EnTaroAdun @ Wed Aug 04 said:


> StrangeCat @ 2010-08-04 said:
> 
> 
> > and yes there are bad EQs. EQs that can't get that smooth sound, can't bring out the frequencies right, sound brittle, and so on.
> ...



Are you a professional audio engineer with over 10 years of experience under you Producing different styles of bands and music using Hard Ware and Plugins.


----------



## kdm (Aug 4, 2010)

EnTaroAdun @ Wed Aug 04 said:


> No sorry, that's wrong.
> If you EQ something and it sounds "brittle" or unsmooth you have done the wrong EQing and/or the signal was "brittle or unsmooth before and the EQ boosted that.



No, that is not correct (though emphasizing a poor recording or brittle sounding frequency range in a recording will of course sound worse). Low order filters (as used in basic EQ designs) will exhibit the most ripple around the cutoff frequency. That ripple is a higher frequency "artifact" and will emphasize some mid-higher frequencies, which is the "harshness" we hear. This is one reason why a high order filter sounds "warmer" and fatter (just try this with any synth that allows you to select 1st, 2nd, and 4th order filters).

You can even hear this on high pass filters set for relatively low frequencies if the filter is truly poor, and you will certainly hear this with a 10k boost of several db.


----------



## EnTaroAdun (Aug 4, 2010)

I don't really understand, what you are talking about, when you say "ripple".
You say "higher frequency artifact" ... like aliasing?
Every digital artefacts of any EQ I've ever checked are way below audibility. Some EQs introduce some kind of saturation/harmonics on purpose though. But this has nothing to do with the filter order.
The filter order just influences the curve-form.



Ashermusic @ 2010-08-04 said:


> Sorry, but if I reach for the 10k band and raise it by typing in a higher number with one EQ and it sounds more airy but not more harsh and I type in the same number with another and to my ears it does sound harsh, that is enough for me to reach for one rather than the other.


Of course!
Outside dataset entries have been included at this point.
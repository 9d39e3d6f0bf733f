//! The environment: every known type declaration, merged by name.
//!
//! Classes and modules may be declared piecewise; [`EnvironmentBuilder::add`]
//! folds the pieces into one [`DeclarationEntry`] per name. Once built the
//! environment is immutable and may be shared across threads.

use std::collections::BTreeMap;

use rsig_ir::{
    ClassDecl, Declaration, DeclarationKind, InterfaceDecl, Location, Member, ModuleDecl,
    ModuleSelfType, SharedInterner, StringInterner, SuperClass, TypeAliasDecl, TypeName,
    TypeParam,
};

use crate::error::{ConflictReason, DefinitionError};

/// A class, merged over every partial declaration.
#[derive(Clone, Debug)]
pub struct ClassEntry {
    pub name: TypeName,
    pub type_params: Vec<TypeParam>,
    pub super_class: Option<SuperClass>,
    /// Members of all partials, in insertion order.
    pub members: Vec<Member>,
    /// One location per partial declaration.
    pub locations: Vec<Location>,
}

/// A module, merged over every partial declaration.
#[derive(Clone, Debug)]
pub struct ModuleEntry {
    pub name: TypeName,
    pub type_params: Vec<TypeParam>,
    pub self_types: Vec<ModuleSelfType>,
    pub members: Vec<Member>,
    pub locations: Vec<Location>,
}

#[derive(Clone, Debug)]
pub enum DeclarationEntry {
    Class(ClassEntry),
    Module(ModuleEntry),
    Interface(InterfaceDecl),
    TypeAlias(TypeAliasDecl),
}

impl DeclarationEntry {
    pub fn name(&self) -> &TypeName {
        match self {
            DeclarationEntry::Class(e) => &e.name,
            DeclarationEntry::Module(e) => &e.name,
            DeclarationEntry::Interface(d) => &d.name,
            DeclarationEntry::TypeAlias(d) => &d.name,
        }
    }

    pub fn kind(&self) -> DeclarationKind {
        match self {
            DeclarationEntry::Class(_) => DeclarationKind::Class,
            DeclarationEntry::Module(_) => DeclarationKind::Module,
            DeclarationEntry::Interface(_) => DeclarationKind::Interface,
            DeclarationEntry::TypeAlias(_) => DeclarationKind::TypeAlias,
        }
    }

    pub fn type_params(&self) -> &[TypeParam] {
        match self {
            DeclarationEntry::Class(e) => &e.type_params,
            DeclarationEntry::Module(e) => &e.type_params,
            DeclarationEntry::Interface(d) => &d.type_params,
            DeclarationEntry::TypeAlias(d) => &d.type_params,
        }
    }

    pub fn members(&self) -> &[Member] {
        match self {
            DeclarationEntry::Class(e) => &e.members,
            DeclarationEntry::Module(e) => &e.members,
            DeclarationEntry::Interface(d) => &d.members,
            DeclarationEntry::TypeAlias(_) => &[],
        }
    }

    pub fn super_class(&self) -> Option<&SuperClass> {
        match self {
            DeclarationEntry::Class(e) => e.super_class.as_ref(),
            _ => None,
        }
    }

    pub fn self_types(&self) -> &[ModuleSelfType] {
        match self {
            DeclarationEntry::Module(e) => &e.self_types,
            _ => &[],
        }
    }

    /// Locations of every partial declaration.
    pub fn locations(&self) -> &[Location] {
        match self {
            DeclarationEntry::Class(e) => &e.locations,
            DeclarationEntry::Module(e) => &e.locations,
            DeclarationEntry::Interface(d) => std::slice::from_ref(&d.location),
            DeclarationEntry::TypeAlias(d) => std::slice::from_ref(&d.location),
        }
    }

    /// Location of the first partial declaration.
    pub fn location(&self) -> Location {
        self.locations().first().copied().unwrap_or(Location::DUMMY)
    }

    pub fn is_class(&self) -> bool {
        matches!(self, DeclarationEntry::Class(_))
    }

    pub fn is_module(&self) -> bool {
        matches!(self, DeclarationEntry::Module(_))
    }

    pub fn is_interface(&self) -> bool {
        matches!(self, DeclarationEntry::Interface(_))
    }
}

/// Accumulates declarations, merging partials of the same name.
pub struct EnvironmentBuilder {
    interner: SharedInterner,
    entries: BTreeMap<TypeName, DeclarationEntry>,
}

impl EnvironmentBuilder {
    pub fn new(interner: SharedInterner) -> Self {
        EnvironmentBuilder {
            interner,
            entries: BTreeMap::new(),
        }
    }

    /// Add one declaration.
    ///
    /// # Errors
    ///
    /// `DuplicateDeclaration` when `decl` cannot be merged with an earlier
    /// declaration of the same name. The environment is left unchanged.
    pub fn add(&mut self, decl: Declaration) -> Result<(), DefinitionError> {
        let name = decl.name().clone();
        let Some(existing) = self.entries.get_mut(&name) else {
            self.entries.insert(name, entry_of(decl));
            return Ok(());
        };

        let conflict = |conflict: ConflictReason, earlier: &[Location], new: Location| {
            let mut locations = earlier.to_vec();
            locations.push(new);
            DefinitionError::DuplicateDeclaration {
                name: name.clone(),
                conflict,
                locations,
            }
        };

        match (existing, decl) {
            (DeclarationEntry::Class(entry), Declaration::Class(decl)) => {
                let super_class = match (&entry.super_class, decl.super_class) {
                    (Some(a), Some(b)) if a.name != b.name || a.args != b.args => {
                        return Err(conflict(
                            ConflictReason::SuperclassMismatch,
                            &entry.locations,
                            decl.location,
                        ));
                    }
                    (Some(a), _) => Some(a.clone()),
                    (None, b) => b,
                };
                let Some(type_params) = merge_params(&entry.type_params, decl.type_params) else {
                    return Err(conflict(
                        ConflictReason::TypeParamsMismatch,
                        &entry.locations,
                        decl.location,
                    ));
                };
                entry.super_class = super_class;
                entry.type_params = type_params;
                entry.members.extend(decl.members);
                entry.locations.push(decl.location);
                Ok(())
            }
            (DeclarationEntry::Module(entry), Declaration::Module(decl)) => {
                let Some(type_params) = merge_params(&entry.type_params, decl.type_params) else {
                    return Err(conflict(
                        ConflictReason::TypeParamsMismatch,
                        &entry.locations,
                        decl.location,
                    ));
                };
                entry.type_params = type_params;
                entry.self_types.extend(decl.self_types);
                entry.members.extend(decl.members);
                entry.locations.push(decl.location);
                Ok(())
            }
            (existing, decl) => {
                let reason = if existing.kind() == decl.kind() {
                    ConflictReason::Redeclared
                } else {
                    ConflictReason::KindMismatch {
                        first: existing.kind(),
                        second: decl.kind(),
                    }
                };
                Err(conflict(reason, existing.locations(), decl.location()))
            }
        }
    }

    /// Add every declaration, stopping at the first conflict.
    pub fn extend(
        &mut self,
        decls: impl IntoIterator<Item = Declaration>,
    ) -> Result<(), DefinitionError> {
        for decl in decls {
            self.add(decl)?;
        }
        Ok(())
    }

    pub fn build(self) -> Environment {
        tracing::debug!(types = self.entries.len(), "environment built");
        Environment {
            interner: self.interner,
            entries: self.entries,
        }
    }
}

/// An empty list adopts the other; two non-empty lists must agree.
fn merge_params(existing: &[TypeParam], new: Vec<TypeParam>) -> Option<Vec<TypeParam>> {
    if new.is_empty() {
        return Some(existing.to_vec());
    }
    if existing.is_empty() {
        return Some(new);
    }
    let same = existing.len() == new.len()
        && existing
            .iter()
            .zip(&new)
            .all(|(a, b)| a.name == b.name && a.variance == b.variance && a.unchecked == b.unchecked);
    same.then(|| existing.to_vec())
}

fn entry_of(decl: Declaration) -> DeclarationEntry {
    match decl {
        Declaration::Class(ClassDecl {
            name,
            type_params,
            super_class,
            members,
            location,
        }) => DeclarationEntry::Class(ClassEntry {
            name,
            type_params,
            super_class,
            members,
            locations: vec![location],
        }),
        Declaration::Module(ModuleDecl {
            name,
            type_params,
            self_types,
            members,
            location,
        }) => DeclarationEntry::Module(ModuleEntry {
            name,
            type_params,
            self_types,
            members,
            locations: vec![location],
        }),
        Declaration::Interface(decl) => DeclarationEntry::Interface(decl),
        Declaration::TypeAlias(decl) => DeclarationEntry::TypeAlias(decl),
    }
}

/// Frozen set of declarations, keyed by name.
pub struct Environment {
    interner: SharedInterner,
    entries: BTreeMap<TypeName, DeclarationEntry>,
}

impl Environment {
    pub fn builder(interner: SharedInterner) -> EnvironmentBuilder {
        EnvironmentBuilder::new(interner)
    }

    /// Build an environment from declarations in one go.
    pub fn from_declarations(
        interner: SharedInterner,
        decls: impl IntoIterator<Item = Declaration>,
    ) -> Result<Self, DefinitionError> {
        let mut builder = EnvironmentBuilder::new(interner);
        builder.extend(decls)?;
        Ok(builder.build())
    }

    pub fn lookup(&self, name: &TypeName) -> Option<&DeclarationEntry> {
        self.entries.get(name)
    }

    pub fn contains(&self, name: &TypeName) -> bool {
        self.entries.contains_key(name)
    }

    /// Every declared name, in a stable order.
    pub fn type_names(&self) -> impl Iterator<Item = &TypeName> {
        self.entries.keys()
    }

    pub fn len(&self) -> usize {
        self.entries.len()
    }

    pub fn is_empty(&self) -> bool {
        self.entries.is_empty()
    }

    pub fn interner(&self) -> &StringInterner {
        &self.interner
    }
}

impl std::fmt::Debug for Environment {
    fn fmt(&self, f: &mut std::fmt::Formatter<'_>) -> std::fmt::Result {
        f.debug_struct("Environment")
            .field("types", &self.entries.len())
            .finish_non_exhaustive()
    }
}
That's exactly what I meant with "handling".
Two different EQs might provide a different equalization-curve with the same values set.



StrangeCat @ 2010-08-04 said:


> Are you a professional audio engineer with over 10 years of experience under you Producing different styles of bands and music using Hard Ware and Plugins.


No, but I have a lot of experience with EQ-plugins.
I compared them by ear and analysed them (check out the http://www.savioursofsoul.de/Christian/programs/measurement-programs/ (VST Plugin Analyser)) years ago.
Not so long ago I also learned about about, how digital EQing works technically.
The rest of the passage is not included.